Mercredi 14 novembre 2192, 18 h 30
Putain, mec.
C'est tout ce que j'ai à te dire, là. Putain. J'aimerais te l'enfoncer dans les yeux, dans les oreilles. Putain. L'incruster dans ton corps, dans ton esprit. Putain. Putain, putain, putain. Te le répéter jusqu'à ce que tu l'intègres. Putain, mais qu'est-ce que tu es con.
J'étais un gosse quand tu es né. Jusqu'à mes neuf ans, j'ai été privé de ma mère, par ta faute. Et quand elle est rentrée de prison après ces cinq années, bien sûr, c'est vers toi qu'elle est venue, c'est toi qu'elle a serré dans ses bras. Maman ne voyait que toi, toi pour qui elle avait subi la prison. Tu aurais vu la façon dont papa te regardait... Et Annely... Évidemment qu'ils ont été furieux, idiot. Mais ça tu peux pas le comprendre, hein ? Et moi, j'ai fermé ma gueule. Tu m'avais volé ma mère et mon innocence, mais même si j'étais un gosse j'ai compris que t'y étais pour rien et j'ai pris sur moi. Je me suis pas mis à gémir comme une larve stupide. Et j'avais neuf ans, pas vingt.

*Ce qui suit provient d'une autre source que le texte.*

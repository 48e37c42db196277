use std::sync::Arc;

use async_trait::async_trait;
use postgres_native_tls::MakeTlsConnector;
use tokio::task::JoinHandle;
use tokio_postgres::types::{ToSql, Type};
use tokio_postgres::{Client, Row};
use tracing::error;

use super::connection::CONNECT_TIMEOUT;
use super::{Backend, CellValue, Dialect, ResultRow, SqlParam, Statement, TlsOptions};
use crate::error::DbError;

pub struct PostgresBackend {
    client: Client,
    connection: JoinHandle<()>,
}

impl PostgresBackend {
    pub async fn connect(config: &tokio_postgres::Config, tls: &TlsOptions) -> Result<Self, DbError> {
        let tls = build_tls_connector(tls)?;
        let (client, connection) = tokio::time::timeout(CONNECT_TIMEOUT, config.connect(tls))
            .await
            .map_err(|_| DbError::Timeout(CONNECT_TIMEOUT))??;
        let connection = tokio::spawn(async move {
            if let Err(e) = connection.await {
                error!(error = %e, "PostgreSQL connection error");
            }
        });
        Ok(Self { client, connection })
    }

    /// The underlying client, for callers that need to prepare data
    /// before handing the connection to a session.
    pub fn client(&self) -> &Client {
        &self.client
    }
}

impl Drop for PostgresBackend {
    fn drop(&mut self) {
        self.connection.abort();
    }
}

#[async_trait]
impl Backend for PostgresBackend {
    fn dialect(&self) -> Dialect {
        Dialect::Postgres
    }

    async fn fetch_all(&mut self, statement: &Statement) -> Result<Vec<ResultRow>, DbError> {
        let params: Vec<&(dyn ToSql + Sync)> = statement
            .params()
            .iter()
            .map(|p| match p {
                SqlParam::Float(v) => v as &(dyn ToSql + Sync),
                SqlParam::Int(v) => v as &(dyn ToSql + Sync),
                SqlParam::Text(v) => v as &(dyn ToSql + Sync),
            })
            .collect();
        let rows = self.client.query(statement.sql(), &params).await?;
        Ok(decode_rows(&rows))
    }
}

/// Build a TLS connector. Whether TLS is actually negotiated is governed by
/// the `sslmode` of the connection config (`prefer` by default).
fn build_tls_connector(options: &TlsOptions) -> Result<MakeTlsConnector, DbError> {
    let mut builder = native_tls::TlsConnector::builder();

    if options.accept_invalid_certs {
        builder.danger_accept_invalid_certs(true);
        builder.danger_accept_invalid_hostnames(true);
    } else if let Some(path) = &options.ca_cert_path {
        let pem = std::fs::read(path).map_err(|source| DbError::CaCertificate {
            path: path.clone(),
            source,
        })?;
        builder.add_root_certificate(native_tls::Certificate::from_pem(&pem)?);
    }

    Ok(MakeTlsConnector::new(builder.build()?))
}

fn decode_rows(rows: &[Row]) -> Vec<ResultRow> {
    let Some(first) = rows.first() else {
        return Vec::new();
    };
    let columns: Arc<[String]> = first
        .columns()
        .iter()
        .map(|c| c.name().to_string())
        .collect();

    rows.iter()
        .map(|row| {
            let values = row
                .columns()
                .iter()
                .enumerate()
                .map(|(i, col)| extract_value(row, i, col.type_()))
                .collect();
            ResultRow::new(Arc::clone(&columns), values)
        })
        .collect()
}

fn extract_value(row: &Row, idx: usize, pg_type: &Type) -> CellValue {
    match *pg_type {
        Type::INT2 => row
            .try_get::<_, Option<i16>>(idx)
            .ok()
            .flatten()
            .map(|v| CellValue::Int(i64::from(v)))
            .unwrap_or(CellValue::Null),
        Type::INT4 => row
            .try_get::<_, Option<i32>>(idx)
            .ok()
            .flatten()
            .map(|v| CellValue::Int(i64::from(v)))
            .unwrap_or(CellValue::Null),
        Type::INT8 => row
            .try_get::<_, Option<i64>>(idx)
            .ok()
            .flatten()
            .map(CellValue::Int)
            .unwrap_or(CellValue::Null),
        Type::FLOAT4 => row
            .try_get::<_, Option<f32>>(idx)
            .ok()
            .flatten()
            .map(|v| CellValue::Float(f64::from(v)))
            .unwrap_or(CellValue::Null),
        Type::FLOAT8 => row
            .try_get::<_, Option<f64>>(idx)
            .ok()
            .flatten()
            .map(CellValue::Float)
            .unwrap_or(CellValue::Null),
        Type::BYTEA => row
            .try_get::<_, Option<Vec<u8>>>(idx)
            .ok()
            .flatten()
            .map(CellValue::Bytes)
            .unwrap_or(CellValue::Null),
        _ => {
            // TEXT, VARCHAR, BPCHAR, NAME and anything else that decodes as a string
            row.try_get::<_, Option<String>>(idx)
                .ok()
                .flatten()
                .map(CellValue::Text)
                .unwrap_or(CellValue::Null)
        }
    }
}
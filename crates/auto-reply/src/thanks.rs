//! Gratitude auto-reply: substring match against the configured word list.

use anyhow::Result;

use lapak_state::cooldown::command_key;

use crate::{
    outcome::{Outcome, RuleKind},
    reply::Dispatcher,
};

pub(crate) const CMD_THANKS: &str = "thanks";

pub(crate) async fn handle_thanks(
    d: &Dispatcher,
    jid: &str,
    text: &str,
) -> Result<Option<Outcome>> {
    if !d
        .thanks_triggers
        .iter()
        .any(|trigger| text.contains(trigger.as_str()))
    {
        return Ok(None);
    }

    let key = command_key(CMD_THANKS);
    if !d.cooldowns.can_send(jid, &key, d.config.cooldowns.thanks()) {
        return Ok(Some(Outcome::Suppressed(RuleKind::Thanks)));
    }

    d.queue_text(jid, d.config.replies.thanks_reply.clone())
        .await?;
    d.cooldowns.mark_sent(jid, &key);
    Ok(Some(Outcome::Sent(RuleKind::Thanks)))
}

Arrête de dire que t'es seul au monde, que personne te comprend, que tout le monde veut ta mort. C'est faux, putain ! Tu crois que t'es le seul dans ton cas ? Les petits cons de ton genre qui pensent que personne n'est assez bien pour eux, je t'en trouve des dizaines, des centaines ! T'es ni plus unique ni plus seul que les autres.
Mais continue à pleurer sur ton sort, allez. Tu sais, j'en connais des « Erreurs », la moitié de mes amis en sont, et je peux te dire que, si tu t'obstines, demain soir tu pleureras pour de vrai.
Tu te souviens de Juliette Fécamp ? Elle était dans ma classe en Terminale. Tu l'as à peine vue, je ramène pas mes potes « Erreurs » à la maison, ça les mettrait mal à l'aise. Juliette, elle te ressemblait. Introvertie, presque hypersensible, et une tendance beaucoup trop forte à tout tourner en tragédie. Elle était peut-être un peu moins centrée sur elle-même que toi, cela dit.
(Le temps qu'il m'a fallu pour me rapprocher d'elle... Ton Olivia m'a l'air plus accessible, mais fais gaffe, les ruisseaux, ça va pas toujours vite au moment où on s'y attend. Je parle d'expérience, mais c'est pas le sujet.)
Juliette, elle a tué un vieux. Soixante-neuf ans, la limite. Elle trouvait ça moins condamnable. Bah elle s'en est jamais remise. Elle pleurait pas, elle hurlait pas, mais je te jure qu'il y avait plus rien en elle. Une poupée, un robot. Comme si elle s'était tuée elle-même.
C'est ça que tu veux ? Ce vide ?
Je suis con, moi. Je croyais que tu voulais exister.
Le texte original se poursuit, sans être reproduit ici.